Dans une lettre adressée à Charles-Ange Ginésy, le président du Conseil départemental des Alpes-Maritimes, deux élus niçois, proches de Christian Estrosi, dénoncent un désengagement financier du Département, à commencer par sa participation au contrat de ville :
« Depuis 2015, le département pratique la politique de la chaise vide dans les instances de pilotage du contrat de ville (…). Cette situation pénalise des actions concrètes auparavant financées par le Département comme le soutien scolaire aux collégiens, les actions d’insertion professionnelle (…) ou enfin le financement des centres sociaux ».
Cette lettre accusatrice est signée Anthony Borré, premier adjoint au maire de Nice et vice-président de la métropole, et Jennifer Salles-Barbosa, adjointe au maire déléguée aux seniors et aux solidarités.
Ces deux élus estiment même que, malgré un budget 2023 en hausse, le département des Alpes-Maritimes diminue les dotations dans ses propres champs de compétence : le logement social, l’action sociale, l’aide aux personnes âgées ou encore le RSA.

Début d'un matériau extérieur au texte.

// ==========================================
// 资产台账后台 - SQLite 连接初始化
// ==========================================
// 目标:
// - 统一所有 Connection::open 的 PRAGMA 行为（外键、busy_timeout）
// - 提供幂等建表，服务启动与测试共用同一份 schema
// ==========================================

use rusqlite::Connection;
use rusqlite::OptionalExtension;
use std::time::Duration;

/// 默认 busy_timeout（毫秒）
pub const DEFAULT_BUSY_TIMEOUT_MS: u64 = 5_000;

/// 当前代码所期望的 schema_version
pub const CURRENT_SCHEMA_VERSION: i64 = 1;

/// 参照表（厂商/分类/供应商/位置）结构相同：名称大小写不敏感唯一
const REFERENCE_TABLES: [&str; 4] = ["manufacturer", "category", "supplier", "location"];

/// 配置 SQLite 连接的统一 PRAGMA
///
/// 说明：
/// - foreign_keys 需要"每个连接"单独开启
/// - busy_timeout 需要"每个连接"单独配置
pub fn configure_sqlite_connection(conn: &Connection) -> rusqlite::Result<()> {
    conn.execute_batch("PRAGMA foreign_keys = ON;")?;
    conn.busy_timeout(Duration::from_millis(DEFAULT_BUSY_TIMEOUT_MS))?;
    Ok(())
}

/// 打开 SQLite 连接并应用统一配置
pub fn open_sqlite_connection(db_path: &str) -> rusqlite::Result<Connection> {
    let conn = Connection::open(db_path)?;
    configure_sqlite_connection(&conn)?;
    Ok(conn)
}

/// 初始化数据库 schema（幂等）
pub fn init_schema(conn: &Connection) -> rusqlite::Result<()> {
    conn.execute_batch(
        r#"
        CREATE TABLE IF NOT EXISTS schema_version (
            version INTEGER PRIMARY KEY,
            applied_at TEXT NOT NULL DEFAULT (datetime('now'))
        );

        CREATE TABLE IF NOT EXISTS config_kv (
            key TEXT PRIMARY KEY,
            value TEXT NOT NULL,
            updated_at TEXT NOT NULL DEFAULT (datetime('now'))
        );
        "#,
    )?;

    for table in REFERENCE_TABLES {
        conn.execute_batch(&format!(
            "CREATE TABLE IF NOT EXISTS {table} (
                id INTEGER PRIMARY KEY AUTOINCREMENT,
                name TEXT NOT NULL COLLATE NOCASE UNIQUE
            );"
        ))?;
    }

    conn.execute_batch(
        r#"
        CREATE TABLE IF NOT EXISTS asset (
            id INTEGER PRIMARY KEY AUTOINCREMENT,
            item_number TEXT NOT NULL UNIQUE,
            serial_number TEXT,
            manufacturer_id INTEGER REFERENCES manufacturer(id),
            model TEXT,
            category_id INTEGER REFERENCES category(id),
            description TEXT,
            status TEXT NOT NULL,
            asset_condition TEXT NOT NULL,
            acquired_date TEXT,
            purchase_price REAL CHECK (purchase_price IS NULL OR purchase_price >= 0),
            supplier_id INTEGER REFERENCES supplier(id),
            order_number TEXT,
            hostname TEXT,
            device_username TEXT,
            device_password TEXT,
            lan_mac TEXT,
            wlan_mac TEXT,
            ip_addresses TEXT NOT NULL DEFAULT '[]',
            assigned_to TEXT,
            location_id INTEGER REFERENCES location(id),
            warranty_expiration TEXT,
            end_of_life_date TEXT,
            comments TEXT,
            created_at TEXT NOT NULL,
            updated_at TEXT NOT NULL
        );

        CREATE INDEX IF NOT EXISTS idx_asset_serial_number ON asset(serial_number);
        "#,
    )?;

    conn.execute(
        "INSERT OR IGNORE INTO schema_version (version) VALUES (?1)",
        [CURRENT_SCHEMA_VERSION],
    )?;

    Ok(())
}

/// 读取 schema_version（若表不存在则返回 None）
pub fn read_schema_version(conn: &Connection) -> rusqlite::Result<Option<i64>> {
    let has_table: bool = conn
        .query_row(
            "SELECT 1 FROM sqlite_master WHERE type='table' AND name='schema_version' LIMIT 1",
            [],
            |_row| Ok(true),
        )
        .optional()?
        .unwrap_or(false);

    if !has_table {
        return Ok(None);
    }

    let v: Option<i64> = conn.query_row("SELECT MAX(version) FROM schema_version", [], |row| row.get(0))?;
    Ok(v)
}

#[cfg(test)]
mod tests {
    use super::*;

    #[test]
    fn test_init_schema_is_idempotent() {
        let conn = Connection::open_in_memory().unwrap();
        configure_sqlite_connection(&conn).unwrap();

        assert_eq!(read_schema_version(&conn).unwrap(), None);
        init_schema(&conn).unwrap();
        init_schema(&conn).unwrap();
        assert_eq!(read_schema_version(&conn).unwrap(), Some(CURRENT_SCHEMA_VERSION));
    }

    #[test]
    fn test_reference_name_unique_nocase() {
        let conn = Connection::open_in_memory().unwrap();
        init_schema(&conn).unwrap();

        conn.execute("INSERT INTO manufacturer (name) VALUES ('Lenovo')", [])
            .unwrap();
        let dup = conn.execute("INSERT INTO manufacturer (name) VALUES ('LENOVO')", []);
        assert!(dup.is_err());
    }
}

« Je n’y vois même pas un règlement de compte politique, mais la traduction concrète de leur conception de l’action publique : l’inaction » affirme Bastien Nespoulous, le directeur de cabinet de Christian Estrosi. « On peut faire des moulinets pour dire que tout va mal aux Moulins, mais ils se sont méthodiquement désengagés de la politique de la ville ».
Selon lui, le Conseil départemental devrait « se concentrer sur le cœur du réacteur : la solidarité aux personnes âgées, aux personnes handicapées, l’aide aux communes. Faire danser les personnes âgées, c'est bien, mais s’occuper des personnes âgées dépendantes, c'est prioritaire »
En s’attaquant ainsi aux comptes du Conseil départemental, les proches de Christian Estrosi mettent en cause la gestion d’Eric Ciotti, qui, pour cause de cumul des mandats, n’est plus président de la collectivité, mais reste à la tête de la commission des finances.
Sollicité, le Département n’a pas souhaité réagir officiellement, mais dans l’entourage d’Eric Ciotti, on tente de minimiser : « comme ils n’ont pas grand-chose de leur côté, ils appuient là-dessus ».
Deux visions comptables irréconciliables
Le désengagement du Département dans la politique de la ville ?
Depuis 2008, dans le cadre du plan de l’ANRU (agence nationale pour la rénovation urbaine NDLR) le conseil départemental aurait mandaté 40,2 millions d’euros nous assure-t-on, et d’ajouter : « Le Département et la Métropole sont deux collectivités qui ne sont pas gérées de la même manière : la première fait attention et dispose de fonds, la seconde a dilapidé l’argent public ».
Deux visions comptables irréconciliables, mais du côté de la métropole, on ne cesse de rappeler que la collectivité emprunte pour investir. L’extension du tramway et de la coulée verte, la construction d’un nouveau palais des congrès.
Christian Estrosi fait le pari d’une ville métamorphosée à la veille des prochaines élections municipales, Éric Ciotti lui prédit un bilan comptable catastrophique.
Le juge de paix sera l’électeur niçois lors des prochaines élections municipales. Dans trois longues années.